Fly-fishing in Alaska’s Tongass National Forest
La pêche à la mouche dans le parc national Tongass en Alaska. Joseph/Flickr, CC BY-SA
 
Co-rédigé par Madeline Toubiana, professeure agrégée à l'École de gestion Telfer, Brett Crawford, Grand Valley State University et Erica Coslor, The University of Melbourne.

Cet article est republié de The Conversation sous licence Creative Commons license. Lisez l'article original en anglais publié le 28 août 2023.

Aux États-Unis, l’été et l’automne riment avec activités de plein air. D’après un sondage annuel produit par le secteur, 55 % de la population de 6 ans et plus a pratiqué un loisir extérieur en 2022, et la tendance est à la hausse.

Cependant, la nature des activités change. Au cours du siècle dernier, on a vu un déclin de la participation à des activités telles que la chasse au profit d’autres loisirs, comme l’observation des oiseaux.

Ces changements s’expliquent notamment par les tendances démographiques et l’urbanisation, mais les activités de plein air ont aussi leur propre culture, qui influe fortement sur la vision de la nature chez leurs adeptes.

Dans notre recherche sur la théorie de l’organisation, la gestion et l’entrepreneuriat, nous nous intéressons aux mécanismes de promotion du changement social. Lors d’une récente étude, nous avons analysé le travail de l’organisme sans but lucratif Trout Unlimited, qui lutte pour la protection des cours d’eau abritant des truites et des saumons indigènes sauvages aux États-Unis.

Depuis sa fondation en 1959, Trout Unlimited poursuit une mission bien particulière : faire de la pêche non plus une source de nourriture, mais un véhicule de conservation de l’environnement. Comment? En amenant peu à peu ses membres à relâcher leurs prises avec précaution au lieu de les garder. À nos yeux, cette stratégie est un brillant exemple de changement social induit par la bienveillance, et non par des stratégies radicales fondées sur l’autorité, la colère et l’alarmisme.
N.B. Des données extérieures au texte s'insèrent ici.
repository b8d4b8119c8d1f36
use crate::domain::ports::Storage;
use crate::utils::error::Result;
use std::fs;
use std::path::Path;

/// Filesystem storage; relative paths resolve against `base_path`.
#[derive(Debug, Clone)]
pub struct LocalStorage {
    base_path: String,
}

impl LocalStorage {
    pub fn new(base_path: String) -> Self {
        Self { base_path }
    }
}

impl Default for LocalStorage {
    fn default() -> Self {
        Self::new(".".to_string())
    }
}

impl Storage for LocalStorage {
    async fn read_file(&self, path: &str) -> Result<Vec<u8>> {
        let full_path = Path::new(&self.base_path).join(path);
        tracing::debug!("Reading {}", full_path.display());
        let data = fs::read(full_path)?;
        Ok(data)
    }

    async fn write_file(&self, path: &str, data: &[u8]) -> Result<()> {
        let full_path = Path::new(&self.base_path).join(path);

        if let Some(parent) = full_path.parent() {
            fs::create_dir_all(parent)?;
        }

        tracing::debug!("Writing {} bytes to {}", data.len(), full_path.display());
        fs::write(full_path, data)?;
        Ok(())
    }
}

#[cfg(test)]
mod tests {
    use super::*;
    use tempfile::TempDir;

    #[tokio::test]
    async fn test_write_creates_directories_and_reads_back() {
        let temp_dir = TempDir::new().unwrap();
        let storage = LocalStorage::new(temp_dir.path().to_str().unwrap().to_string());

        storage.write_file("nested/out.json", b"[]").await.unwrap();
        assert_eq!(storage.read_file("nested/out.json").await.unwrap(), b"[]");
    }

    #[tokio::test]
    async fn test_absolute_paths_ignore_base() {
        let temp_dir = TempDir::new().unwrap();
        let target = temp_dir.path().join("abs.csv");
        let storage = LocalStorage::new("does-not-matter".to_string());

        storage
            .write_file(target.to_str().unwrap(), b"a,b")
            .await
            .unwrap();
        assert!(target.exists());
    }

    #[tokio::test]
    async fn test_missing_file_is_io_error() {
        let storage = LocalStorage::default();
        let err = storage.read_file("no/such/board.xlsx").await.unwrap_err();
        assert!(matches!(err, crate::utils::error::EtlError::IoError(_)));
    }
}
John McMillan, directeur scientifique de l’initiative de protection des truites arc-en-ciel sauvages de Trout Unlimited, explique la bonne technique pour attraper et relâcher ces poissons.

Plus qu’un sport, une vocation

La pêche est très populaire aux États-Unis : en 2016, plus de 35 millions de personnes pratiquaient cette activité essentiellement en eau douce. Trout Unlimited a été créé en 1959 au Michigan, sur les rives de la rivière Au Sable, dans le but de sensibiliser les adeptes de la pêche à la ligne aux pratiques éthiques et écoresponsables. L’organisme a essaimé depuis, et il compte aujourd’hui plus de 300 000 membres dans des centaines de sections locales partout au pays.
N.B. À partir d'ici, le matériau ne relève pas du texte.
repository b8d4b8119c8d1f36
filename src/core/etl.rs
use crate::core::Pipeline;
use crate::domain::model::{ExtractionReport, SheetText};
use crate::utils::error::Result;
use crate::utils::monitor::SystemMonitor;

pub struct EtlEngine<P: Pipeline> {
    pipeline: P,
    monitor: SystemMonitor,
}

impl<P: Pipeline> EtlEngine<P> {
    pub fn new(pipeline: P) -> Self {
        Self::new_with_monitoring(pipeline, false)
    }

    pub fn new_with_monitoring(pipeline: P, monitor_enabled: bool) -> Self {
        Self {
            pipeline,
            monitor: SystemMonitor::new(monitor_enabled),
        }
    }

    /// Runs extract, transform and load.
    ///
    /// Failures are logged, then rate-limit errors are replaced by the
    /// user-facing "service unavailable" error; anything else is returned as is.
    pub async fn run(&self) -> Result<ExtractionReport> {
        match self.run_stages().await {
            Ok(report) => {
                self.monitor.log_final_stats();
                Ok(report)
            }
            Err(e) => {
                tracing::error!("❌ An error occurred while parsing the Excel file: {}", e);
                Err(e.into_user_facing())
            }
        }
    }

    /// Extract stage only, for dry runs.
    pub async fn preview(&self) -> Result<SheetText> {
        let sheet_text = self.pipeline.extract().await.inspect_err(|e| {
            tracing::error!("❌ An error occurred while reading the Excel file: {}", e);
        })?;
        self.monitor.log_stats("Extract");
        Ok(sheet_text)
    }

    async fn run_stages(&self) -> Result<ExtractionReport> {
        tracing::info!("🚀 Starting PCB characteristics extraction");
        self.monitor.log_stats("Start");

        let sheet_text = self.pipeline.extract().await?;
        tracing::debug!(
            "Extracted {} non-empty sheet(s) from {}",
            sheet_text.sheet_count,
            sheet_text.source_name
        );
        self.monitor.log_stats("Extract");

        let characteristics = self.pipeline.transform(sheet_text).await?;
        self.monitor.log_stats("Transform");

        let files = self.pipeline.load(&characteristics).await?;
        self.monitor.log_stats("Load");
        tracing::info!("✅ Processing done, {} file(s) written", files.paths().len());

        Ok(ExtractionReport {
            characteristics,
            files,
        })
    }
}

#[cfg(test)]
mod tests {
    use super::*;
    use crate::core::pipeline::tests::{sample_workbook, MockConfig, MockModel, MockStorage};
    use crate::core::pipeline::ExtractionPipeline;
    use crate::domain::model::PcbCharacteristics;
    use crate::utils::error::{EtlError, SERVICE_UNAVAILABLE_MESSAGE};

    async fn engine_with(
        model: MockModel,
        max_attempts: usize,
    ) -> (EtlEngine<ExtractionPipeline<MockStorage, MockConfig, MockModel>>, MockStorage) {
        let storage = MockStorage::new();
        storage.put_file("board.xlsx", sample_workbook()).await;
        let mut config = MockConfig::new("board.xlsx");
        config.max_attempts = max_attempts;
        let pipeline = ExtractionPipeline::new(storage.clone(), config, model);
        (EtlEngine::new(pipeline), storage)
    }

    #[tokio::test]
    async fn test_run_produces_report() {
        let record = PcbCharacteristics {
            board_name: "MB-01".to_string(),
            ..Default::default()
        };
        let (engine, storage) = engine_with(MockModel::answering(record.clone()), 3).await;

        let report = engine.run().await.unwrap();

        assert_eq!(report.characteristics, record);
        assert_eq!(report.files.paths().len(), 3);
        assert!(storage.get_file("board_pcb_parsed.json").await.is_some());
    }

    #[tokio::test]
    async fn test_run_translates_exhausted_rate_limit() {
        let failures = (0..2)
            .map(|_| EtlError::ProcessingError {
                message: "Service tier capacity exceeded for this model".to_string(),
            })
            .collect();
        let (engine, storage) =
            engine_with(MockModel::failing_then(failures, PcbCharacteristics::default()), 2).await;

        let err = engine.run().await.unwrap_err();

        assert!(matches!(err, EtlError::ServiceUnavailable));
        assert_eq!(err.to_string(), SERVICE_UNAVAILABLE_MESSAGE);
        assert!(storage.get_file("board_pcb_parsed.csv").await.is_none());
    }

    #[tokio::test]
    async fn test_run_passes_other_errors_through() {
        let failures = vec![EtlError::ModelApiError {
            status: 500,
            body: "internal error".to_string(),
        }];
        let (engine, _) =
            engine_with(MockModel::failing_then(failures, PcbCharacteristics::default()), 3).await;

        let err = engine.run().await.unwrap_err();
        assert_eq!(err.to_string(), "Model API returned status 500: internal error");
    }

    #[tokio::test]
    async fn test_preview_only_extracts() {
        let (engine, storage) =
            engine_with(MockModel::answering(PcbCharacteristics::default()), 1).await;

        let sheet_text = engine.preview().await.unwrap();
        assert!(sheet_text.text.contains("Кол-во слоев"));
        assert!(storage.get_file("board_pcb_parsed.csv").await.is_none());
    }
}
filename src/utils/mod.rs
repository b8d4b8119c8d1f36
pub mod error;
pub mod logger;
pub mod monitor;
pub mod validation;
use serde::{Deserialize, Serialize};
use serde_json::{json, Map, Value};
use std::fmt;
use std::path::PathBuf;

#[derive(Debug, Clone, Copy, PartialEq, Eq)]
pub enum FieldKind {
    Text,
    Integer,
}

/// Descriptor of one schema field; the description doubles as model guidance.
#[derive(Debug, Clone, Copy)]
pub struct FieldSpec {
    pub name: &'static str,
    pub description: &'static str,
    pub kind: FieldKind,
}

const fn text(name: &'static str, description: &'static str) -> FieldSpec {
    FieldSpec {
        name,
        description,
        kind: FieldKind::Text,
    }
}

/// The 14 characteristics in output order.
pub const FIELDS: [FieldSpec; 14] = [
    text("company_name", "Название компании производителя печатной платы"),
    text("board_name", "Название печатной платы"),
    text("base_material", "Материал основания печатной платы"),
    text("foil_thickness", "Толщина фольги"),
    FieldSpec {
        name: "layer_count",
        description: "Количество слоев печатной платы",
        kind: FieldKind::Integer,
    },
    text("coverage_type", "Финишное покрытие площадок"),
    text("board_size", "Размер печатной платы"),
    text("panelization", "Панелизация печатной платы"),
    text("solder_mask_colour", "Наличие маски /цвет"),
    text("solder_mark_colour", "Наличие маркировки маркировочной краской/цвет"),
    text("soldering_surface", "Монтаж печатных плат"),
    text("electrical_testing", "Электротестирование"),
    text("edge_plating", "Металлизированный торец платы"),
    text("contour_treatment", "Мех обработка контура"),
];

/// Name of the schema as presented to the model.
pub const SCHEMA_NAME: &str = "PCBCharacteristics";

#[derive(Debug, Clone, PartialEq, Eq, Serialize, Deserialize)]
#[serde(untagged)]
pub enum CharacteristicValue {
    Integer(i64),
    Text(String),
}

impl fmt::Display for CharacteristicValue {
    fn fmt(&self, f: &mut fmt::Formatter<'_>) -> fmt::Result {
        match self {
            CharacteristicValue::Integer(n) => write!(f, "{}", n),
            CharacteristicValue::Text(s) => f.write_str(s),
        }
    }
}

/// One `Characteristic`/`Value` row of the output table.
#[derive(Debug, Clone, PartialEq, Eq, Serialize, Deserialize)]
pub struct CharacteristicRow {
    #[serde(rename = "Characteristic")]
    pub characteristic: String,
    #[serde(rename = "Value")]
    pub value: CharacteristicValue,
}

#[derive(Debug, Clone, Default, PartialEq, Eq, Serialize, Deserialize)]
pub struct PcbCharacteristics {
    pub company_name: String,
    pub board_name: String,
    pub base_material: String,
    pub foil_thickness: String,
    pub layer_count: i64,
    pub coverage_type: String,
    pub board_size: String,
    pub panelization: String,
    pub solder_mask_colour: String,
    pub solder_mark_colour: String,
    pub soldering_surface: String,
    pub electrical_testing: String,
    pub edge_plating: String,
    pub contour_treatment: String,
}

impl PcbCharacteristics {
    /// Coerces loosely shaped model output into the record.
    ///
    /// Unknown keys are ignored and missing or null keys keep their default.
    /// Anything that is not a JSON object yields the default record.
    pub fn from_json(value: &Value) -> Self {
        let Some(obj) = value.as_object() else {
            return Self::default();
        };
        let field_text = |key: &str| obj.get(key).map(coerce_text).unwrap_or_default();

        Self {
            company_name: field_text("company_name"),
            board_name: field_text("board_name"),
            base_material: field_text("base_material"),
            foil_thickness: field_text("foil_thickness"),
            layer_count: obj.get("layer_count").map(coerce_integer).unwrap_or_default(),
            coverage_type: field_text("coverage_type"),
            board_size: field_text("board_size"),
            panelization: field_text("panelization"),
            solder_mask_colour: field_text("solder_mask_colour"),
            solder_mark_colour: field_text("solder_mark_colour"),
            soldering_surface: field_text("soldering_surface"),
            electrical_testing: field_text("electrical_testing"),
            edge_plating: field_text("edge_plating"),
            contour_treatment: field_text("contour_treatment"),
        }
    }

    /// All 14 characteristics in the order of [`FIELDS`].
    pub fn entries(&self) -> Vec<(&'static str, CharacteristicValue)> {
        let values = [
            CharacteristicValue::Text(self.company_name.clone()),
            CharacteristicValue::Text(self.board_name.clone()),
            CharacteristicValue::Text(self.base_material.clone()),
            CharacteristicValue::Text(self.foil_thickness.clone()),
            CharacteristicValue::Integer(self.layer_count),
            CharacteristicValue::Text(self.coverage_type.clone()),
            CharacteristicValue::Text(self.board_size.clone()),
            CharacteristicValue::Text(self.panelization.clone()),
            CharacteristicValue::Text(self.solder_mask_colour.clone()),
            CharacteristicValue::Text(self.solder_mark_colour.clone()),
            CharacteristicValue::Text(self.soldering_surface.clone()),
            CharacteristicValue::Text(self.electrical_testing.clone()),
            CharacteristicValue::Text(self.edge_plating.clone()),
            CharacteristicValue::Text(self.contour_treatment.clone()),
        ];

        FIELDS.iter().map(|f| f.name).zip(values).collect()
    }

    pub fn rows(&self) -> Vec<CharacteristicRow> {
        self.entries()
            .into_iter()
            .map(|(name, value)| CharacteristicRow {
                characteristic: name.to_string(),
                value,
            })
            .collect()
    }
}

/// Two aligned columns, one characteristic per line.
impl fmt::Display for PcbCharacteristics {
    fn fmt(&self, f: &mut fmt::Formatter<'_>) -> fmt::Result {
        let width = FIELDS.iter().map(|field| field.name.len()).max().unwrap_or(0);
        for (name, value) in self.entries() {
            writeln!(f, "{:<width$}  {}", name, value, width = width)?;
        }
        Ok(())
    }
}

/// JSON schema of [`PcbCharacteristics`], used as tool parameters.
pub fn json_schema() -> Value {
    let mut properties = Map::new();
    for field in FIELDS.iter() {
        let property = match field.kind {
            FieldKind::Text => json!({
                "type": "string",
                "description": field.description,
                "default": "",
            }),
            FieldKind::Integer => json!({
                "type": "integer",
                "description": field.description,
                "default": 0,
            }),
        };
        properties.insert(field.name.to_string(), property);
    }

    json!({
        "type": "object",
        "properties": properties,
        "required": [],
    })
}

fn coerce_text(value: &Value) -> String {
    match value {
        Value::Null => String::new(),
        Value::String(s) => s.clone(),
        Value::Bool(b) => b.to_string(),
        Value::Number(n) => n.to_string(),
        Value::Array(items) => items
            .iter()
            .map(coerce_text)
            .filter(|s| !s.is_empty())
            .collect::<Vec<_>>()
            .join(", "),
        Value::Object(_) => value.to_string(),
    }
}

fn coerce_integer(value: &Value) -> i64 {
    match value {
        Value::Number(n) => n
            .as_i64()
            .or_else(|| n.as_f64().map(|f| f.trunc() as i64))
            .unwrap_or(0),
        // "4 слоя" -> 4
        Value::String(s) => {
            let digits: String = s
                .trim_start()
                .chars()
                .take_while(|c| c.is_ascii_digit())
                .collect();
            digits.parse().unwrap_or(0)
        }
        _ => 0,
    }
}

/// Plain-text rendering of a workbook, ready for prompting.
#[derive(Debug, Clone, PartialEq, Eq)]
pub struct SheetText {
    pub source_name: String,
    pub text: String,
    pub sheet_count: usize,
}

impl SheetText {
    pub fn word_count(&self) -> usize {
        self.text.split_whitespace().count()
    }

    pub fn is_empty(&self) -> bool {
        self.text.trim().is_empty()
    }
}

#[derive(Debug, Clone, PartialEq, Eq)]
pub struct OutputFiles {
    pub csv: PathBuf,
    pub xlsx: PathBuf,
    pub json: PathBuf,
    pub bundle: Option<PathBuf>,
}

impl OutputFiles {
    pub fn paths(&self) -> Vec<&PathBuf> {
        let mut paths = vec![&self.csv, &self.xlsx, &self.json];
        if let Some(bundle) = &self.bundle {
            paths.push(bundle);
        }
        paths
    }
}

#[derive(Debug, Clone)]
pub struct ExtractionReport {
    pub characteristics: PcbCharacteristics,
    pub files: OutputFiles,
}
Bon nombre de ses membres privilégient la pêche à la mouche, une technique nécessitant une canne, un moulinet, un fil spécialement calibré et des mouches artificielles qui servent d’appât. Les truites préfèrent généralement les cours d’eau froide à fort débit. Pour les attraper, il faut lancer plusieurs fois la ligne et laisser l’appât bouger à la manière d’un insecte qui s’est posé sur l’eau et se laisse flotter. Ce sport exige une connaissance approfondie des lieux et une maîtrise des techniques éprouvées.

The Compleat Angler (Le parfait pêcheur à la ligne), un classique de l’écrivain anglais Izaak Walton paru en 1653, décrit la pêche à la ligne comme un art qui mérite la connaissance et la pratique du sage. Dans son roman de 1976, A River Runs Through It (La rivière du sixième jour), Norman Maclean – qui s’inspire de son enfance passée à pêcher dans la rivière Big Blackfoot, au Montana – déclare d’emblée : « Dans notre famille, nous ne faisions pas clairement la distinction entre la religion et la pêche à la mouche ». Bref, ce n’est pas une mince tâche de convaincre les mordus de ce sport de changer leurs pratiques.

Une pratique responsable de la pêche à la mouche

En tout premier lieu, Trout Unlimited s’est efforcé de redresser certains aspects problématiques ou nuisibles des pratiques de ses membres. L’organisme a subtilement remplacé les images montrant des prises par d’autres images illustrant la relation étroite entre les adeptes de la pêche à la ligne et les rivières.

Cette transformation entreprise en 1960 se poursuit aujourd’hui, comme le révèle l’analyse des pages couvertures et des éditoriaux de la revue Trout et des entrevues menées auprès de membres de son personnel et d’autres personnes œuvrant dans le secteur de la pêche à la mouche. La rédaction de la revue a banni les images de matériel servant à la récolte, comme les paniers de pêche, les enfiloirs pour poissons et les harpons. Elle privilégie plutôt les photos montrant des truites remises à l’eau et des prises laissées dans leur environnement naturel.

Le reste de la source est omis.